Revisiting COVID Vaccination PSA Effectiveness as School Opens Up

Keith O'Brien
Keith O'Brien
August 26 2 min read
When we released our Vaccine Ad Report in June, there was a little bit of optimism that come the beginning of the 2021 school year, the world would collectively be in much better shape. However, the Delta variant surge and too many vaccine hesitant or skeptics have meant many countries are still far away from herd immunity, and some cities are experiencing hospital overloads and dramatic rises in deaths.  
 
Some school years have begun, and the rest will start in September. While each country, state, and city is taking different approaches to mask and vaccine mandates, there is still plenty of work to convince the unvaccinated to take the shots.  
 
Recently, Advertising Insider solicited opinions from creative executives about how to persuade those who have yet to receive the vaccine:  
 
 
Highlighting the challenge of this assignment, there was no consensus. One recommended humor, another suggested aggressive language “killing COVID,” a third recommended reminding people that Trump helped bring the vaccine. Everyone had a different opinion because there would be 100% vaccination rates if there were a perfect message.
 
 
That is why our research is so important: we set out to understand which vaccine PSAs drove more attention than others. Different creative appealed to different political and racial groups, making the process even more difficult.  
 
Democrats responded more favorably to vaccine ads, unsurprisingly when you look at the breakdown of what percentage of Democrats and Republicans are vaccinated (80% to 55% based on the latest poll).  
 
For instance, Republicans responded more favorably to ads that provided sentimental and religious messages than those focused on science. 
 
But the response to ads is not exactly correlated to vaccine rates. For example, Whites responded most favorably to the ads in our panel, yet Whites as a racial group lag behind Black, Hispanic, and Asians in total vaccine uptake. The disparity may have more to do with the ads being created in an echo chamber that did not appeal to people in different demographics. 
 
So what lessons can public interest and governmental groups apply to ensure as many people get vaccinated as possible.  

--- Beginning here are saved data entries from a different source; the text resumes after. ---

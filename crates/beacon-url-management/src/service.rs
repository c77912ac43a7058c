use crate::error::UrlManagementError;
use crate::model::{ResolvedUrl, ShortenOutcome, ShortenedUrl};
use async_trait::async_trait;
use beacon_core::{
    DomainEvent, EventChannel, EventChannelExt, Generator, NewUrlMapping, Sha256Generator,
    ShortCode, StorageError, UrlAccessedEvent, UrlMapping, UrlMappingStore,
};
use regex::Regex;
use std::sync::{Arc, LazyLock};
use tracing::{debug, error, info, warn};

static URL_PATTERN: LazyLock<Regex> =
    LazyLock::new(|| Regex::new(r"(?i)^https?://[^\s/$.?#].[^\s]*$").expect("valid url pattern"));

/// Longest accepted long URL, in bytes. Every store must be able to hold it.
pub const MAX_URL_LENGTH: usize = 2048;

/// Candidate codes tried per long URL: the canonical code plus salted retries.
const MAX_SHORTEN_ATTEMPTS: u32 = 4;

#[async_trait]
pub trait UrlManagement: Send + Sync + 'static {
    /// Idempotent: shortening an already-known URL returns the stored code
    /// without writing.
    async fn shorten_url(&self, long_url: &str) -> Result<ShortenOutcome, UrlManagementError>;

    /// Resolves a code and publishes one access event.
    async fn resolve_url(&self, short_code: &str) -> Result<ResolvedUrl, UrlManagementError>;
}

/// Implementation of [`UrlManagement`] over a mapping store and an event
/// channel.
///
/// A failed publish is logged and reported through
/// [`ResolvedUrl::event_published`]; it never fails the resolution.
pub struct UrlManagementService<S, C: ?Sized, G = Sha256Generator> {
    store: Arc<S>,
    channel: Arc<C>,
    generator: Arc<G>,
    base_url: String,
}

impl<S, C> UrlManagementService<S, C>
where
    S: UrlMappingStore,
    C: EventChannel + ?Sized,
{
    pub fn new(store: S, channel: Arc<C>, base_url: impl Into<String>) -> Self {
        Self::with_generator(store, channel, Sha256Generator::new(), base_url)
    }
}

impl<S, C, G> UrlManagementService<S, C, G>
where
    S: UrlMappingStore,
    C: EventChannel + ?Sized,
    G: Generator,
{
    pub fn with_generator(
        store: S,
        channel: Arc<C>,
        generator: G,
        base_url: impl Into<String>,
    ) -> Self {
        Self {
            store: Arc::new(store),
            channel,
            generator: Arc::new(generator),
            base_url: base_url.into(),
        }
    }

    pub fn base_url(&self) -> &str {
        &self.base_url
    }

    fn validate_url(url: &str) -> Result<(), UrlManagementError> {
        if url.trim().is_empty() {
            return Err(UrlManagementError::InvalidUrl(
                "URL cannot be empty".to_string(),
            ));
        }
        if url.len() > MAX_URL_LENGTH {
            return Err(UrlManagementError::InvalidUrl(format!(
                "URL must be at most {MAX_URL_LENGTH} bytes, got {}",
                url.len()
            )));
        }
        if !URL_PATTERN.is_match(url) {
            return Err(UrlManagementError::InvalidUrl(format!(
                "URL must be an absolute http(s) URL: {url}"
            )));
        }
        Ok(())
    }

    fn shortened(&self, mapping: UrlMapping) -> ShortenedUrl {
        ShortenedUrl {
            short_url: mapping.short_code.to_url(&self.base_url),
            short_code: mapping.short_code,
            long_url: mapping.long_url,
        }
    }

    async fn existing(&self, long_url: &str) -> Result<Option<ShortenOutcome>, UrlManagementError> {
        let mut tx = self.store.begin().await?;
        Ok(tx.find_by_long_url(long_url).await?.map(|mapping| ShortenOutcome {
            url: self.shortened(mapping),
            created: false,
        }))
    }
}

#[async_trait]
impl<S, C, G> UrlManagement for UrlManagementService<S, C, G>
where
    S: UrlMappingStore,
    C: EventChannel + ?Sized,
    G: Generator,
{
    async fn shorten_url(&self, long_url: &str) -> Result<ShortenOutcome, UrlManagementError> {
        Self::validate_url(long_url)?;

        for attempt in 0..MAX_SHORTEN_ATTEMPTS {
            let mut tx = self.store.begin().await?;

            if let Some(mapping) = tx.find_by_long_url(long_url).await? {
                debug!(short_code = %mapping.short_code, "long url already shortened");
                return Ok(ShortenOutcome {
                    url: self.shortened(mapping),
                    created: false,
                });
            }

            let code = self.generator.generate_salted(long_url, attempt);
            if let Some(owner) = tx.find_by_short_code(&code).await? {
                warn!(
                    short_code = %code,
                    attempt,
                    owner = %owner.long_url,
                    "short code collision, retrying with salt"
                );
                continue;
            }

            let saved = match tx.save(NewUrlMapping::new(code, long_url)).await {
                Ok(mapping) => tx.commit().await.map(|()| mapping),
                Err(err) => Err(err),
            };

            match saved {
                Ok(mapping) => {
                    info!(short_code = %mapping.short_code, "short url created");
                    return Ok(ShortenOutcome {
                        url: self.shortened(mapping),
                        created: true,
                    });
                }
                // A concurrent session took the URL or the code; the next
                // attempt re-reads by long URL first.
                Err(StorageError::Conflict(reason)) => {
                    debug!(attempt, reason = %reason, "save conflicted");
                }
                Err(err) => return Err(err.into()),
            }
        }

        if let Some(outcome) = self.existing(long_url).await? {
            return Ok(outcome);
        }
        error!(long_url, "exhausted short code candidates");
        Err(UrlManagementError::ShortCodeCollision(long_url.to_string()))
    }

    async fn resolve_url(&self, short_code: &str) -> Result<ResolvedUrl, UrlManagementError> {
        // A malformed code cannot exist in storage.
        let Ok(code) = ShortCode::new(short_code) else {
            return Err(UrlManagementError::UrlNotFound(short_code.to_string()));
        };

        let mapping = {
            let mut tx = self.store.begin().await?;
            tx.find_by_short_code(&code).await?
        };
        let Some(mapping) = mapping else {
            debug!(short_code = %code, "short code not found");
            return Err(UrlManagementError::UrlNotFound(short_code.to_string()));
        };

        let event = UrlAccessedEvent::now(mapping.short_code, mapping.long_url.as_str());
        let event_published = match self
            .channel
            .publish_event(&event, UrlAccessedEvent::ROUTING_KEY)
            .await
        {
            Ok(()) => true,
            Err(err) => {
                error!(short_code = %code, error = %err, "failed to publish access event");
                false
            }
        };

        Ok(ResolvedUrl {
            long_url: mapping.long_url,
            event_published,
        })
    }
}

  1. There is no one perfect ad that will appeal to all political and racial groups. They should include input from those groups, including creative direction, and speak to what motivates them specifically. 
  2. Using agile production methods to respond to changing dynamics to make the most effects ads 
  3. Take advantage of predictive tools to more scientifically know which ads will be the most likely to succeed.